Rather than fixating on vilifying or isolating China, an approach that risks further escalation, the Philippines would do better to pursue a constructive, cooperative path. This includes:
- Pushing for the early conclusion of the ASEAN-China Code of Conduct (COC) to manage tensions and foster regional stability.
- Developing a strategic partnership with China, centered on joint exploration and development of maritime resources, fishing, oil, and gas, in the disputed areas.
- Promoting shared infrastructure and coordinated investments, transforming friction into mutual gain.
This win-win framework transcends zero-sum thinking and offers a forward-looking strategy for both Filipinos and Chinese to benefit from peace, stability, and economic cooperation.
At its core, the issue is not about choosing sides in a great power rivalry, but about choosing strategic autonomy and regional dialogue/negotiation over external manipulation. The Philippines must ask itself: Does it want practical cooperation with its neighbors or to be drawn into confrontation as a proxy of foreign “superpower” strategic interests?
Ultimately, diplomacy, not provocation, must be the guiding principle. A balanced approach, anchored in international law, regional multilateralism, and robust bilateral and multilateral diplomacy through ASEAN, offers the best chance for a peaceful and prosperous future in the South China Sea.
Conclusion: Patriotism Rooted in Prudence: Upholding the Philippines’ Claims through Diplomacy
Standing up for what rightfully belongs to the Philippines is unquestionably an act of patriotism. But true patriotism is not blind; it is anchored in truth, grounded in realities on the ground, and guided by sober judgment. Anything less risks becoming self-deception that may ultimately harm the nation more than help it.

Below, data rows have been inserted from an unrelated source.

//! Application layer coordinating state, events, and actions.
//!
//! This module is the pure core of the catalog session. It owns no tasks and
//! performs no I/O: [`handle_event`] mutates an [`AppState`] and returns the
//! side effects to run. The runtime in [`crate::session`] executes them.
//!
//! # Architecture
//!
//! ```text
//! Intents → Events → Event Handler → State Mutations → Actions → Worker
//!                         ↑                                        ↓
//!                         └──────────── Worker Responses ──────────┘
//! ```
//!
//! # Modules
//!
//! - [`actions`]: Side effect commands emitted by the event handler
//! - [`handler`]: Event processing logic and state transition coordinator
//! - [`modes`]: The fetch busy guard
//! - [`snapshot`]: Immutable copies of the state for observers
//! - [`state`]: Central session state container
//!
//! # Example
//!
//! ```rust
//! use filmshelf::app::{handle_event, Action, AppState, Event};
//!
//! let mut state = AppState::default();
//! let (changed, actions) = handle_event(&mut state, &Event::LoadMore)?;
//! assert!(changed);
//! assert!(matches!(actions.as_slice(), [Action::PostToWorker(_)]));
//! # Ok::<(), filmshelf::FilmshelfError>(())
//! ```

pub mod actions;
pub mod handler;
pub mod modes;
pub mod snapshot;
pub mod state;

pub use actions::Action;
pub use handler::{handle_event, Event};
pub use modes::FetchState;
pub use snapshot::SessionSnapshot;
pub use state::{AppState, SessionOptions};
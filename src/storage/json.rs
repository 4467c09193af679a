//! JSON file-based storage backend.
//!
//! This module provides a human-readable alternative to the SQLite backend. It
//! uses atomic file writes (write-to-temp + rename) to prevent corruption on
//! crashes.
//!
//! # Performance Characteristics
//!
//! - **Read**: O(1) - loads entire file into memory once
//! - **Write**: O(n) - serializes and writes entire dataset
//! - **Best for**: a few hundred favorites, infrequent writes

use crate::domain::error::{FilmshelfError, Result};
use crate::storage::backend::Storage;
use crate::storage::models::FavoriteRecord;
use serde::{Deserialize, Serialize};
use std::path::{Path, PathBuf};

const CURRENT_VERSION: u32 = 2;

/// JSON storage container format.
///
/// Favorites are kept as a list so the file preserves insertion order.
#[derive(Debug, Clone, Serialize, Deserialize)]
struct StorageData {
    version: u32,

    #[serde(default)]
    favorites: Vec<FavoriteRecord>,
}

impl Default for StorageData {
    fn default() -> Self {
        Self {
            version: CURRENT_VERSION,
            favorites: Vec::new(),
        }
    }
}

/// Version 1 document: every text field mandatory, absent values written as `"null"`.
#[derive(Debug, Deserialize)]
struct LegacyData {
    #[serde(default)]
    favorites: Vec<LegacyFavorite>,
}

#[derive(Debug, Deserialize)]
struct LegacyFavorite {
    id: Option<i64>,
    title: Option<String>,
    poster_path: Option<String>,
    release_date: Option<String>,
    adult: Option<bool>,
    backdrop_path: Option<String>,
    original_language: Option<String>,
    overview: Option<String>,
    popularity: Option<f64>,
    vote_average: Option<f64>,
}

fn present(value: Option<String>) -> Option<String> {
    value.filter(|v| v != "null")
}

impl LegacyFavorite {
    fn into_record(self) -> Option<FavoriteRecord> {
        let title = present(self.title).filter(|t| !t.trim().is_empty())?;
        Some(FavoriteRecord {
            id: self.id?,
            title,
            poster_path: present(self.poster_path),
            release_date: present(self.release_date)?,
            adult: self.adult.unwrap_or(false),
            backdrop_path: present(self.backdrop_path),
            original_language: present(self.original_language),
            overview: present(self.overview),
            popularity: self.popularity.unwrap_or(0.0),
            vote_average: self.vote_average.unwrap_or(0.0),
            saved_at: 0,
        })
    }
}

/// JSON file storage backend.
///
/// The entire dataset is kept in memory and persisted on every modification.
///
/// # File Format
///
/// ```json
/// {
///   "version": 2,
///   "favorites": [
///     {
///       "id": 603,
///       "title": "The Matrix",
///       "poster_path": "/f89U3ADr1oiB1s9GkdPOEpXUk5H.jpg",
///       "release_date": "1999-03-30",
///       "adult": false,
///       "backdrop_path": null,
///       "original_language": "en",
///       "overview": null,
///       "popularity": 80.1,
///       "vote_average": 8.2,
///       "saved_at": 1718000000
///     }
///   ]
/// }
/// ```
pub struct JsonStorage {
    file_path: PathBuf,
    data: StorageData,

    /// Tracks if data has been modified since last save.
    dirty: bool,
}

impl JsonStorage {
    /// Creates or opens a JSON storage backend.
    ///
    /// If the file exists, loads existing data, migrating a version 1 document
    /// in memory and writing it back at the current version. Otherwise starts
    /// empty. Parent directories are created automatically.
    ///
    /// # Errors
    ///
    /// Returns an error if:
    /// - Parent directory creation fails
    /// - File exists but contains invalid JSON or an unknown version
    /// - File permissions prevent reading
    pub fn new(file_path: PathBuf) -> Result<Self> {
        tracing::debug!(path = ?file_path, "initializing JSON storage");

        if let Some(parent) = file_path.parent() {
            std::fs::create_dir_all(parent)?;
        }

        let (data, dirty) = if file_path.exists() {
            Self::load_from_file(&file_path)?
        } else {
            tracing::debug!("initializing new empty storage");
            (StorageData::default(), false)
        };

        tracing::debug!(favorite_count = data.favorites.len(), "storage initialized");

        let mut storage = Self {
            file_path,
            data,
            dirty,
        };
        storage.save_to_file()?;
        Ok(storage)
    }

    /// Loads storage data, returning whether it was migrated and needs saving.
    fn load_from_file(path: &Path) -> Result<(StorageData, bool)> {
        let contents = std::fs::read_to_string(path)?;
        let document: serde_json::Value = serde_json::from_str(&contents)
            .map_err(|e| FilmshelfError::Store(format!("failed to parse JSON: {e}")))?;

        let version = document
            .get("version")
            .and_then(serde_json::Value::as_u64)
            .unwrap_or(1);

        match version {
            1 => {
                let legacy: LegacyData = serde_json::from_value(document)
                    .map_err(|e| FilmshelfError::Store(format!("failed to parse legacy JSON: {e}")))?;
                let total = legacy.favorites.len();
                let favorites: Vec<FavoriteRecord> = legacy
                    .favorites
                    .into_iter()
                    .filter_map(LegacyFavorite::into_record)
                    .collect();
                tracing::debug!(
                    kept = favorites.len(),
                    dropped = total - favorites.len(),
                    "migrated legacy favorites document"
                );
                Ok((
                    StorageData {
                        version: CURRENT_VERSION,
                        favorites,
                    },
                    true,
                ))
            }
            2 => {
                let data: StorageData = serde_json::from_value(document)
                    .map_err(|e| FilmshelfError::Store(format!("failed to parse JSON: {e}")))?;
                tracing::debug!(favorites = data.favorites.len(), "loaded storage data");
                Ok((data, false))
            }
            other => Err(FilmshelfError::Store(format!(
                "favorites document version {other} is newer than supported version {CURRENT_VERSION}"
            ))),
        }
    }

    /// Saves storage data to disk using atomic write.
    ///
    /// # Errors
    ///
    /// Returns an error if the temporary file cannot be written or renamed.
    fn save_to_file(&mut self) -> Result<()> {
        if !self.dirty {
            tracing::trace!("skipping save, no changes");
            return Ok(());
        }

        Self::write_atomic(&self.file_path, &self.data)?;
        self.dirty = false;
        Ok(())
    }

    /// Persists `favorites` and only then adopts them as the in-memory state.
    ///
    /// On failure the loaded data and the dirty flag are left as they were.
    fn commit(&mut self, favorites: Vec<FavoriteRecord>) -> Result<()> {
        let next = StorageData {
            version: CURRENT_VERSION,
            favorites,
        };
        Self::write_atomic(&self.file_path, &next)?;

        self.data = next;
        self.dirty = false;
        Ok(())
    }

    fn write_atomic(path: &Path, data: &StorageData) -> Result<()> {
        tracing::debug!(path = ?path, "saving storage data");

        let json = serde_json::to_string_pretty(data)
            .map_err(|e| FilmshelfError::Store(format!("failed to serialize JSON: {e}")))?;

        let tmp_path = path.with_extension("tmp");
        std::fs::write(&tmp_path, json)?;
        std::fs::rename(&tmp_path, path)?;

        tracing::debug!("storage saved successfully");
        Ok(())
    }
}

impl Storage for JsonStorage {
    fn list_favorites(&self) -> Result<Vec<FavoriteRecord>> {
        let _span = tracing::debug_span!("json_list_favorites").entered();
        Ok(self.data.favorites.clone())
    }

    fn get_favorite(&self, id: i64) -> Result<Option<FavoriteRecord>> {
        let _span = tracing::debug_span!("json_get_favorite", id = id).entered();
        Ok(self.data.favorites.iter().find(|r| r.id == id).cloned())
    }

    fn upsert_favorite(&mut self, record: &FavoriteRecord) -> Result<()> {
        let _span = tracing::debug_span!("json_upsert_favorite", id = record.id).entered();

        let mut favorites = self.data.favorites.clone();
        favorites.retain(|r| r.id != record.id);
        favorites.push(record.clone());

        self.commit(favorites)
    }

    fn delete_favorite(&mut self, id: i64) -> Result<bool> {
        let _span = tracing::debug_span!("json_delete_favorite", id = id).entered();

        if !self.data.favorites.iter().any(|r| r.id == id) {
            tracing::debug!("favorite not present");
            return Ok(false);
        }

        let favorites = self
            .data
            .favorites
            .iter()
            .filter(|r| r.id != id)
            .cloned()
            .collect();
        self.commit(favorites)?;
        Ok(true)
    }
}

impl Drop for JsonStorage {
    fn drop(&mut self) {
        if self.dirty {
            tracing::debug!("saving dirty data on drop");
            if let Err(e) = self.save_to_file() {
                tracing::error!(error = %e, "failed to save on drop");
            }
        }
    }
}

In asserting its claims in the South China Sea (SCS), the Philippines must pursue a path of peaceful and pragmatic diplomacy. This is not a retreat from principle, but a strategic assertion of sovereignty through dialogue, negotiation, and international engagement. Waging battles without considering the geopolitical and security consequences risks placing the country in a dangerous and unsustainable position, one that could cost not only resources, but lives.
The challenge is not just about the Philippines’ differences with China, but also with other claimant states. Hence, the solution must be inclusive and regionally grounded, engaging all stakeholders through peaceful conflict resolution mechanisms and diplomatic channels.
After all, diplomacy is not weakness. It is a sophisticated expression of sovereignty, a powerful tool to advance national interests without the hazards of confrontation. It is through such deliberate, balanced, and well-informed diplomacy that the Philippines can best protect its claims, its people, and its future.